_ABOUT THIS TASK_
Please say how many lines in the records below contain the word "claude". Give only the number.

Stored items
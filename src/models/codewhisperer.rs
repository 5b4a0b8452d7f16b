//! Amazon Q (CodeWhisperer streaming) 请求数据模型
//!
//! 对应 `AmazonCodeWhispererStreamingService.GenerateAssistantResponse`
//! 的 JSON 请求体，字段均为 camelCase。
use serde::{Deserialize, Serialize};

/// 对话触发类型
pub const CHAT_TRIGGER_MANUAL: &str = "MANUAL";
/// 消息来源
pub const ORIGIN_AI_EDITOR: &str = "AI_EDITOR";

#[derive(Debug, Clone, Serialize, Deserialize, PartialEq)]
#[serde(rename_all = "camelCase")]
pub struct CodeWhispererRequest {
    pub conversation_state: ConversationState,
    #[serde(skip_serializing_if = "Option::is_none")]
    pub profile_arn: Option<String>,
}

#[derive(Debug, Clone, Serialize, Deserialize, PartialEq)]
#[serde(rename_all = "camelCase")]
pub struct ConversationState {
    pub chat_trigger_type: String,
    pub conversation_id: String,
    pub current_message: CurrentMessage,
    #[serde(default, skip_serializing_if = "Vec::is_empty")]
    pub history: Vec<HistoryItem>,
}

#[derive(Debug, Clone, Serialize, Deserialize, PartialEq)]
#[serde(rename_all = "camelCase")]
pub struct CurrentMessage {
    pub user_input_message: UserInputMessage,
}

#[derive(Debug, Clone, Serialize, Deserialize, PartialEq)]
#[serde(rename_all = "camelCase")]
pub struct UserInputMessage {
    pub content: String,
    pub model_id: String,
    pub origin: String,
    #[serde(default, skip_serializing_if = "Vec::is_empty")]
    pub images: Vec<CWImage>,
    #[serde(skip_serializing_if = "Option::is_none")]
    pub user_input_message_context: Option<UserInputMessageContext>,
}

#[derive(Debug, Clone, Default, Serialize, Deserialize, PartialEq)]
#[serde(rename_all = "camelCase")]
pub struct UserInputMessageContext {
    #[serde(default, skip_serializing_if = "Vec::is_empty")]
    pub tools: Vec<CWTool>,
    #[serde(default, skip_serializing_if = "Vec::is_empty")]
    pub tool_results: Vec<CWToolResult>,
}

impl UserInputMessageContext {
    pub fn is_empty(&self) -> bool {
        self.tools.is_empty() && self.tool_results.is_empty()
    }
}

#[derive(Debug, Clone, Serialize, Deserialize, PartialEq)]
#[serde(rename_all = "camelCase")]
pub struct CWTool {
    pub tool_specification: ToolSpecification,
}

#[derive(Debug, Clone, Serialize, Deserialize, PartialEq)]
#[serde(rename_all = "camelCase")]
pub struct ToolSpecification {
    pub name: String,
    pub description: String,
    pub input_schema: InputSchema,
}

#[derive(Debug, Clone, Serialize, Deserialize, PartialEq)]
pub struct InputSchema {
    pub json: serde_json::Value,
}

#[derive(Debug, Clone, Serialize, Deserialize, PartialEq)]
#[serde(rename_all = "camelCase")]
pub struct CWToolResult {
    pub content: Vec<CWTextContent>,
    /// "success" 或 "error"
    pub status: String,
    pub tool_use_id: String,
}

#[derive(Debug, Clone, Serialize, Deserialize, PartialEq)]
pub struct CWTextContent {
    pub text: String,
}

#[derive(Debug, Clone, Serialize, Deserialize, PartialEq)]
pub struct CWImage {
    /// 图片格式（jpeg / png / gif / webp）
    pub format: String,
    pub source: CWImageSource,
}

#[derive(Debug, Clone, Serialize, Deserialize, PartialEq)]
pub struct CWImageSource {
    /// base64 编码的图片数据
    pub bytes: String,
}

#[derive(Debug, Clone, Serialize, Deserialize, PartialEq)]
#[serde(untagged)]
pub enum HistoryItem {
    User(UserHistoryItem),
    Assistant(AssistantHistoryItem),
}

#[derive(Debug, Clone, Serialize, Deserialize, PartialEq)]
#[serde(rename_all = "camelCase")]
pub struct UserHistoryItem {
    pub user_input_message: UserInputMessage,
}

#[derive(Debug, Clone, Serialize, Deserialize, PartialEq)]
#[serde(rename_all = "camelCase")]
pub struct AssistantHistoryItem {
    pub assistant_response_message: AssistantResponseMessage,
}

#[derive(Debug, Clone, Serialize, Deserialize, PartialEq)]
#[serde(rename_all = "camelCase")]
pub struct AssistantResponseMessage {
    pub content: String,
    #[serde(default, skip_serializing_if = "Vec::is_empty")]
    pub tool_uses: Vec<CWToolUse>,
}

#[derive(Debug, Clone, Serialize, Deserialize, PartialEq)]
#[serde(rename_all = "camelCase")]
pub struct CWToolUse {
    pub input: serde_json::Value,
    pub name: String,
    pub tool_use_id: String,
}

#[cfg(test)]
mod tests {
    use super::*;
    use serde_json::json;

    #[test]
    fn test_request_serializes_camel_case() {
        let request = CodeWhispererRequest {
            conversation_state: ConversationState {
                chat_trigger_type: CHAT_TRIGGER_MANUAL.to_string(),
                conversation_id: "conv-1".to_string(),
                current_message: CurrentMessage {
                    user_input_message: UserInputMessage {
                        content: "hi".to_string(),
                        model_id: "claude-sonnet-4".to_string(),
                        origin: ORIGIN_AI_EDITOR.to_string(),
                        images: vec![],
                        user_input_message_context: None,
                    },
                },
                history: vec![],
            },
            profile_arn: Some("arn:aws:codewhisperer:profile/x".to_string()),
        };

        let value = serde_json::to_value(&request).unwrap();
        assert_eq!(
            value,
            json!({
                "conversationState": {
                    "chatTriggerType": "MANUAL",
                    "conversationId": "conv-1",
                    "currentMessage": {
                        "userInputMessage": {
                            "content": "hi",
                            "modelId": "claude-sonnet-4",
                            "origin": "AI_EDITOR"
                        }
                    }
                },
                "profileArn": "arn:aws:codewhisperer:profile/x"
            })
        );
    }

    #[test]
    fn test_history_items_are_untagged() {
        let item = HistoryItem::Assistant(AssistantHistoryItem {
            assistant_response_message: AssistantResponseMessage {
                content: "ok".to_string(),
                tool_uses: vec![CWToolUse {
                    input: json!({"path": "a.txt"}),
                    name: "read_file".to_string(),
                    tool_use_id: "t1".to_string(),
                }],
            },
        });
        let value = serde_json::to_value(&item).unwrap();
        assert_eq!(
            value["assistantResponseMessage"]["toolUses"][0]["toolUseId"],
            "t1"
        );
    }
}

_THE ANSWER_
2